Pewien instalator przejął ostatnio konserwacje sporej ilości obiektów użyteczności – nazwijmy to – publicznej. Jak to zwykle bywa w takich sytuacjach, obiekty są dość mocno rozrzucone w promieniu kilkudziesięciu kilometrów od rodzimego miasta, także wyjazd do każdego z nich zajmuje sporo czasu. Nastał sądny dzień, gdy instalator zawitał na pierwszy z obiektów. Oczom jego ukazał się taki oto widok:

  • Niewielkie pomieszczenie, salka komputerowa. Zabezpieczenie stanowiły dwie czujki dualne (PIR+stłuczeniówka) oraz czujka dymu.
  • Alarm oparto o centralę Satel Integra 32.
  • Obsługa (czyli uzbrajanie i rozbrajanie) systemu odbywa się przy pomocy klawiatury strefowej INT-S-GR zamkniętej w metalowej obudowie.
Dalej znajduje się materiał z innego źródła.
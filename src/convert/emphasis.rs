//! Inline emphasis resolution.
//!
//! PmWiki marks strong text with `'''` and light emphasis with `''`. Authors
//! are sloppy with the surrounding whitespace (`is'''bold'''`, `'''bold '''and`)
//! and spans run across lines, so each delimiter is rewritten to a Markdown
//! marker while the whitespace around it is normalized:
//!
//! - an opening marker gets one space before it when text precedes it, and
//!   none when it starts the text;
//! - a closing marker gets exactly one space after it;
//! - whitespace on the inner side of either marker is removed.
//!
//! Only spaces and tabs are ever trimmed, so line structure survives a span
//! that crosses a newline. An unmatched opener is left open; that is not an
//! error.

/// Emphasis kind, each resolved in its own pass.
#[derive(Debug, Clone, Copy, PartialEq, Eq)]
pub enum Emphasis {
    /// `'''text'''` → `__text__`
    Strong,
    /// `''text''` → `_text_`
    Light,
}

impl Emphasis {
    /// Wiki delimiter for this kind.
    pub fn delimiter(self) -> &'static str {
        match self {
            Emphasis::Strong => "'''",
            Emphasis::Light => "''",
        }
    }

    /// Markdown marker replacing the delimiter.
    pub fn marker(self) -> &'static str {
        match self {
            Emphasis::Strong => "__",
            Emphasis::Light => "_",
        }
    }
}

/// Resolve strong emphasis, then light emphasis on the result.
pub fn resolve_emphasis(text: &str) -> String {
    let strong = resolve(text, Emphasis::Strong);
    resolve(&strong, Emphasis::Light)
}

/// Resolve a single emphasis kind.
///
/// The text is cut at every delimiter; delimiters alternate between opening
/// and closing a span. Every segment that follows a delimiter loses its
/// leading whitespace and every segment that precedes one loses its trailing
/// whitespace. Once any delimiter was found, trailing whitespace at the very
/// end of the text is dropped as well.
pub fn resolve(text: &str, kind: Emphasis) -> String {
    let segments: Vec<&str> = text.split(kind.delimiter()).collect();
    if segments.len() == 1 {
        return text.to_string();
    }

    let last = segments.len() - 1;
    let mut output = String::with_capacity(text.len() + segments.len());
    let mut inside = false;

    for (index, segment) in segments.iter().enumerate() {
        let before = if index < last {
            trim_end_horizontal(segment)
        } else {
            segment
        };
        let piece = if index > 0 {
            trim_start_horizontal(before)
        } else {
            before
        };
        output.push_str(piece);

        if index == last {
            break;
        }

        if inside {
            output.push_str(kind.marker());
            output.push(' ');
        } else {
            if !before.is_empty() {
                output.push(' ');
            }
            output.push_str(kind.marker());
        }
        inside = !inside;
    }

    let kept = trim_end_horizontal(&output).len();
    output.truncate(kept);
    output
}

fn is_horizontal(c: char) -> bool {
    c == ' ' || c == '\t'
}

fn trim_end_horizontal(s: &str) -> &str {
    s.trim_end_matches(is_horizontal)
}

fn trim_start_horizontal(s: &str) -> &str {
    s.trim_start_matches(is_horizontal)
}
Jest to jedyny manipulator w systemie.
  • Do centrali podłączony jest moduł ETHM, przy pomocy którego poprzedni instalator łączył się w razie problemów z systemem.
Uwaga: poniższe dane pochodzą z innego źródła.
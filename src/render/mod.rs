//! Rendering of converted pages: tables, post-processing, output files.

mod cleanup;
mod json;
mod markdown;
mod options;
mod page;

pub use cleanup::{
    add_paragraph_breaks, should_add_line_break, trim_leading_whitespace, CleanupOptions,
    CleanupPipeline, CleanupPreset, LINE_BREAK,
};
pub use json::{to_json, JsonFormat};
pub use markdown::{render_grid_table, render_pipe_table};
pub use options::WriteOptions;
pub use page::{output_path, render_page, write_page};

pub(crate) use page::{compose_page, write_rendered};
Instalator chętnie dobrałby się do menu serwisowego, ale w systemie nie ma manipulatora, przy pomocy którego mógłby to zrobić. Telefon do wykonawców systemu. Okazuje się, że na tę modłę zrobione są wszystkie obiekty. Na pytanie czemu zamiast strefówki nie zawieszono zwykłego manipulatora choćby w wersji S padła odpowiedź: „Bo taniej.”. No fakt, jakby nie patrzeć różnica wynosi 309 – 124 = 185PLN netto. Na kontr pytanie: „Czemu w takim razie Integra 32, a nie 24, skoro tak oszczędzamy?” odpowiedź padła dość ciekawa: „No przecież PIR to dwie żyły, stłuczenie to dwie żyły, sabotaż to dwie żyły”. Jak się okazało, czujki są łączone w NC… Na stwierdzenie, że przecież można było w 2EOL poprzednik odpowiedział po chwili namysłu, że racja. Czyli czujki zajęły 5 linii (2xPIR, 2xGB, 2xsabotaż wspólny dla obu czujek), czujka dymu 2 linie (1xsygnał, 1xsabotaż), no i doszedł sabotaż sygnalizatora. 8 jak w mordę. Tak już było wszędzie robione i tak został. No cóż, bywa, nie ma co płakać. Całe szczęście jest moduł ETHM, będzie można się połączyć. Prośba o dane połączenia i hasło: „Nie możemy dać.” „Ale przecież jak się podepnę w końcu ze swoim manipulatorem, to uzyskam te dane” (kod instalatora został udostępniony). „Hmmm, no tak, ale nie możemy dać.”. I trzeba się wybrać drugi raz, tym razem z manipulatorem…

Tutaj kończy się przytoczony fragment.